- [Exercise instructions]
Find each line below containing the word "Mutex" and copy it.

- [Data supplied]
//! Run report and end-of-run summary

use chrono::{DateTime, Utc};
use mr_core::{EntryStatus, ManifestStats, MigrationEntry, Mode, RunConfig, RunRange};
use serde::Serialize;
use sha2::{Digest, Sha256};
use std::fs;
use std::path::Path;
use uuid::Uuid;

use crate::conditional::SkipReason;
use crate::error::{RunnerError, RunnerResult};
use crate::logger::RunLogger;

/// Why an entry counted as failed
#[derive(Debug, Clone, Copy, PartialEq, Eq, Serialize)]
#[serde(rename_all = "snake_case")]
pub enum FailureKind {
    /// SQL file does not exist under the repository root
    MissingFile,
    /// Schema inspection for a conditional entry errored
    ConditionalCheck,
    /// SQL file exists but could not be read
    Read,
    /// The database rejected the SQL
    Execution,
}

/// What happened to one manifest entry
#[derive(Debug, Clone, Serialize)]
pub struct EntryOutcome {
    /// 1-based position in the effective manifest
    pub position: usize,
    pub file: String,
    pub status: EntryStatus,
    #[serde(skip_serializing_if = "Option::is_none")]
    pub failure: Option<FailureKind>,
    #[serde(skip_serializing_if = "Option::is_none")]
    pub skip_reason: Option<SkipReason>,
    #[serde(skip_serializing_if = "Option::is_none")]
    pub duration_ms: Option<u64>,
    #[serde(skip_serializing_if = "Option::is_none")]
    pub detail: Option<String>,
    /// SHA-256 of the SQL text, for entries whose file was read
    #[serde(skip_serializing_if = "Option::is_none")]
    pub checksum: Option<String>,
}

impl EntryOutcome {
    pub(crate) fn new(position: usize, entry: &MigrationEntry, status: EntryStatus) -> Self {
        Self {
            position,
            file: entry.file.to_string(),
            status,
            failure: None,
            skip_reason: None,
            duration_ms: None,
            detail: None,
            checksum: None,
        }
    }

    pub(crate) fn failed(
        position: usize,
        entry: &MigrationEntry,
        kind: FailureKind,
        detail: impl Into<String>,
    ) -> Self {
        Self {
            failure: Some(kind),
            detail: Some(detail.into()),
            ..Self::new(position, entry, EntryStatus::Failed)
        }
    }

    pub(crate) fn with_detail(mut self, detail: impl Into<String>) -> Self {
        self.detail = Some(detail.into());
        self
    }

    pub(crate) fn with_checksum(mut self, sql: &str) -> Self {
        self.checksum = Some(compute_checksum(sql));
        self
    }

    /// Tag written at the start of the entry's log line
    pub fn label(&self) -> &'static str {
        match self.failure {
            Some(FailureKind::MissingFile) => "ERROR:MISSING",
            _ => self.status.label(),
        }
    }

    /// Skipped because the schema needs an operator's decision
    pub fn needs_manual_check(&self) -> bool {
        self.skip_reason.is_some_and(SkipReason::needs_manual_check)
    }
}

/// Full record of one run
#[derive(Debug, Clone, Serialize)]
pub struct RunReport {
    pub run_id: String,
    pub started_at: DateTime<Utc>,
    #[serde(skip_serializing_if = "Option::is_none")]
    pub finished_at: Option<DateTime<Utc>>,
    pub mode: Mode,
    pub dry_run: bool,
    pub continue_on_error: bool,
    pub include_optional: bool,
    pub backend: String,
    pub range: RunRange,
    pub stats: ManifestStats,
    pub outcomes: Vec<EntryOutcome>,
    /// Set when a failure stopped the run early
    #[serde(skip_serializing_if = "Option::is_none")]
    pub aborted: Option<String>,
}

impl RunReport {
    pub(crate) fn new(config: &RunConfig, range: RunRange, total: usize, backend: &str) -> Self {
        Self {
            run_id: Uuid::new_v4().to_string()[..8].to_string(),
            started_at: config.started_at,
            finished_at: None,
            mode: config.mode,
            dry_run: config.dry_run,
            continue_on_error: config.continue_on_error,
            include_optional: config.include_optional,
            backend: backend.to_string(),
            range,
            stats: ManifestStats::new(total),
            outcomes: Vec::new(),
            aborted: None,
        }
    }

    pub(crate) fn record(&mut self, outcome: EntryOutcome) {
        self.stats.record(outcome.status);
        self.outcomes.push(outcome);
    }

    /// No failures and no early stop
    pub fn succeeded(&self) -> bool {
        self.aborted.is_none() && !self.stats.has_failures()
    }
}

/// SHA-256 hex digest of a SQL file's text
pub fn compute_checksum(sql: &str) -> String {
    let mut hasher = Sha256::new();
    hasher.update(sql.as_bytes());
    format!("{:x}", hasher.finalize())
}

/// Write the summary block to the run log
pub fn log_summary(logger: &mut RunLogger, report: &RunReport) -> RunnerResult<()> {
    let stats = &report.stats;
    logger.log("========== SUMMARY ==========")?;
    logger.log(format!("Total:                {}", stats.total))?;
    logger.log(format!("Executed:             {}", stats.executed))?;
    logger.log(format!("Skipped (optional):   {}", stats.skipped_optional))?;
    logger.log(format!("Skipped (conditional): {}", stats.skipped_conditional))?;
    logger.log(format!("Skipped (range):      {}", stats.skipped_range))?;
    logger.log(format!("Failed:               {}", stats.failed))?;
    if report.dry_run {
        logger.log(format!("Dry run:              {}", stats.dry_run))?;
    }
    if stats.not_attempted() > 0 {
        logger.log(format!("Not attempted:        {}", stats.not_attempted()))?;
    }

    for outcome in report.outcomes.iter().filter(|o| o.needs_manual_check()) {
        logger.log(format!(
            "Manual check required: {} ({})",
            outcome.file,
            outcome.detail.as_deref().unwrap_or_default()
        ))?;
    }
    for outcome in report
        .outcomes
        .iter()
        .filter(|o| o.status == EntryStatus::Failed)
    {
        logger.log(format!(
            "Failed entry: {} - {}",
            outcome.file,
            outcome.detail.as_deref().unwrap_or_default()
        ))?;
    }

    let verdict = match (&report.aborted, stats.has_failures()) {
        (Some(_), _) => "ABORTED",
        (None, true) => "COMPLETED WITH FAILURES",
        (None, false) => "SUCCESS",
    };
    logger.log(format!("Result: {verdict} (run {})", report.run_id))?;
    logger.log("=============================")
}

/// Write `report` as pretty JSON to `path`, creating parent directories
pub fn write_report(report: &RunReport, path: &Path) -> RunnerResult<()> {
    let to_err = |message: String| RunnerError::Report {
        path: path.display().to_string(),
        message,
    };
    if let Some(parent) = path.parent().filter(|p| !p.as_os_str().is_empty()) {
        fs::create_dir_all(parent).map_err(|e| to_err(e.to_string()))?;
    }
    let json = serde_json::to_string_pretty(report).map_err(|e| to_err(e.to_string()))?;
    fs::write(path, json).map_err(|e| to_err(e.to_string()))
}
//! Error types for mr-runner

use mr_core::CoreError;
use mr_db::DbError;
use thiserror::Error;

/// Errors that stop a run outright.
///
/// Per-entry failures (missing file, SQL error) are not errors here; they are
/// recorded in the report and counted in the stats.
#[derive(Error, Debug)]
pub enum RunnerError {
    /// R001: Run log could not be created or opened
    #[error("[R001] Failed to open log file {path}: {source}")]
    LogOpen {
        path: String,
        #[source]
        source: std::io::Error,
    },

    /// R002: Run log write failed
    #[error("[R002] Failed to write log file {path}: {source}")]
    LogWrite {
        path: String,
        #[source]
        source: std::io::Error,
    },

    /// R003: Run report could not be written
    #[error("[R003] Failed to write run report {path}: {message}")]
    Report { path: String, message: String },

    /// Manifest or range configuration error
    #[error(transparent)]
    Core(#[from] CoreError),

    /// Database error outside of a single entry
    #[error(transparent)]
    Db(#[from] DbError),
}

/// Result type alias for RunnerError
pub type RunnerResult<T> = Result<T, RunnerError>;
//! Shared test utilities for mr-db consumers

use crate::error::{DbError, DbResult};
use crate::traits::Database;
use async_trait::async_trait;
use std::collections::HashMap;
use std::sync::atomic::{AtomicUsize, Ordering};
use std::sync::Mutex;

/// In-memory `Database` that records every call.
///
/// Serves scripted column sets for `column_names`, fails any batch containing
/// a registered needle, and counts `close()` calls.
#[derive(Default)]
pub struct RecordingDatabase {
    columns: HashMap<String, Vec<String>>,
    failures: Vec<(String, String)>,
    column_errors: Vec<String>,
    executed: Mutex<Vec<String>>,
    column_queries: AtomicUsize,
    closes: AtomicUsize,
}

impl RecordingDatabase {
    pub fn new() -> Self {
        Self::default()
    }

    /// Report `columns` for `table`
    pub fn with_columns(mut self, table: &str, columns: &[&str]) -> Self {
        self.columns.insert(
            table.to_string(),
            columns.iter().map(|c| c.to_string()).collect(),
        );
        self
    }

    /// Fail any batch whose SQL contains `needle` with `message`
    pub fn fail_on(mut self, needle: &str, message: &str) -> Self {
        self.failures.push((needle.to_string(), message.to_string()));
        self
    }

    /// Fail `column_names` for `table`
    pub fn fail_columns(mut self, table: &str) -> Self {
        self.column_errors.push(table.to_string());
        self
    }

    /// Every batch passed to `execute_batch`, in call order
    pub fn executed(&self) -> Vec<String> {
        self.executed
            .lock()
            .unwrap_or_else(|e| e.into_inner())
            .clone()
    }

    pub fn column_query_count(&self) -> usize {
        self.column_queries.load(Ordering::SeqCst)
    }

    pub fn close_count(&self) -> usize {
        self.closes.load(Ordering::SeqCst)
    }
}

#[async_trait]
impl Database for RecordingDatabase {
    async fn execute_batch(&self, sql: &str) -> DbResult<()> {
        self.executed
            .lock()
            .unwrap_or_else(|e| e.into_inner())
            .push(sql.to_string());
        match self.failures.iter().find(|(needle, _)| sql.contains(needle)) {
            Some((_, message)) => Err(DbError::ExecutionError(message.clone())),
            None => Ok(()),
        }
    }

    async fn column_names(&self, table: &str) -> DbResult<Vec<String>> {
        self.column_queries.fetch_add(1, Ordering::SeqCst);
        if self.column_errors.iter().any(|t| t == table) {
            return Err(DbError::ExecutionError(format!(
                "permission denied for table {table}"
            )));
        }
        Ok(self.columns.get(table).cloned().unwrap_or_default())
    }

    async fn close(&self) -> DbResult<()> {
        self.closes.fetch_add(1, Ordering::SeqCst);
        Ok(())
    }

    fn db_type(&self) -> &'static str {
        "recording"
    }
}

- [Completed exercise]
use std::sync::Mutex;
    executed: Mutex<Vec<String>>,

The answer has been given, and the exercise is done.